7.11 Export GWAS Table, Export MT to BGEN

We can convert our Hail GWAS table and bring it into memory using the .to_pandas() method. Then we can write it to HDFS using .to_csv().

# Convert to Pandas DataFrame
ann_gwas_pd = ann_gwas_tb.to_pandas()
# Save as CSV file to Hadoop File System
ann_gwas_pd.to_csv("gwas-results.csv")

Our gwas-results.csv file is now in the Hadoop File System. Then we can run hdfs get to pull it onto the disk of the Driver node. Then we can use dx upload to get it into project storage.

%%bash

#Fetch results file from Hadoop File System and save to Driver Node Storage
hdfs dfs -get gwas-results.csv
#Upload resutls file to Project Storage
dx upload gwas-results.csv --destination "/users/tladeras/"
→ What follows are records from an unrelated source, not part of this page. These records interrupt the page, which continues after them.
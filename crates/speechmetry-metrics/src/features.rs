use crate::rate::{segment_rates, speed_variability};
use crate::text::{count_fillers, count_repetitions, tokenize, word_accuracy};
use speechmetry_core::{AnalysisConfig, FeatureVector, Passage};

fn round2(value: f64) -> f64 {
    (value * 100.0).round() / 100.0
}

/// Feature derivation when a transcription engine was available.
///
/// Rates divide by the floored session duration so an accidental tap cannot
/// produce runaway values. The final pause ratio blends the acoustic
/// silence ratio with filler/repetition penalties, capped below 1.
pub fn assemble_full(
    transcript: &str,
    passage: &Passage,
    acoustic_ratio: Option<f64>,
    elapsed_secs: f64,
    start_delay: Option<f64>,
    restart_count: u32,
    cfg: &AnalysisConfig,
) -> FeatureVector {
    let total_secs = elapsed_secs.max(1.0);
    let effective_secs = elapsed_secs.max(cfg.min_session_secs);

    let transcribed = tokenize(transcript).len();
    let passage_words = tokenize(passage.text()).len();

    let wpm = (transcribed as f64 / effective_secs * 60.0).round() as u32;
    let accuracy = word_accuracy(transcript, passage.text());
    let completion_ratio = if passage_words == 0 {
        1.0
    } else {
        (transcribed as f64 / passage_words as f64).min(1.0)
    };

    let fillers = count_fillers(transcript);
    let repetitions = count_repetitions(transcript);
    let acoustic = acoustic_ratio.unwrap_or(cfg.default_pause_ratio);
    let disfluency_penalty =
        fillers as f64 * cfg.filler_penalty + repetitions as f64 * cfg.repetition_penalty;
    let pause_ratio = (acoustic + disfluency_penalty).min(cfg.pause_ratio_cap);

    let rates = segment_rates(transcript, total_secs);

    FeatureVector {
        wpm,
        pause_ratio,
        speed_deviation: speed_variability(&rates),
        completion_ratio,
        restart_count,
        speech_start_delay: round2(start_delay.unwrap_or(cfg.default_start_delay)),
        word_accuracy: Some(accuracy),
        filler_count: Some(fillers),
        repetition_count: Some(repetitions),
    }
}

/// Feature derivation when no transcription capability exists.
///
/// With only elapsed time and passage length to work from, the rate assumes
/// the passage was read in full, completion is estimated against the
/// average read duration, and the variability comes from three synthetic
/// samples around the single computed rate. Accuracy, fillers and
/// repetitions stay undefined rather than zero. The divergence from the
/// full-mode formulas is deliberate.
pub fn assemble_fallback(
    passage: &Passage,
    acoustic_ratio: Option<f64>,
    elapsed_secs: f64,
    restart_count: u32,
    cfg: &AnalysisConfig,
) -> FeatureVector {
    let effective_secs = elapsed_secs.max(cfg.min_session_secs);
    let passage_words = tokenize(passage.text()).len();

    let wpm = (passage_words as f64 / effective_secs * 60.0).round() as u32;
    let completion_ratio = (effective_secs / cfg.average_read_secs).min(1.0);
    let acoustic = acoustic_ratio.unwrap_or(cfg.default_pause_ratio);
    let synthetic = [wpm as f64, wpm as f64 * 0.9, wpm as f64 * 1.1];

    FeatureVector {
        wpm,
        pause_ratio: acoustic.min(cfg.pause_ratio_cap),
        speed_deviation: speed_variability(&synthetic),
        completion_ratio,
        restart_count,
        speech_start_delay: round2(cfg.default_start_delay),
        word_accuracy: None,
        filler_count: None,
        repetition_count: None,
    }
}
If we want to output BGEN files, there is no direct way for the notebook to write data into the project, so we will first write into HDFS (see https://documentation.dnanexus.com/developer/apps/developing-spark-apps#spark-cluster-management-software).

After writing out the BGEN files to HDFS, we can then move the data to the project in the next step as above.

Note that we can also do this in a single step by using dxFUSE in -limitedWrite mode.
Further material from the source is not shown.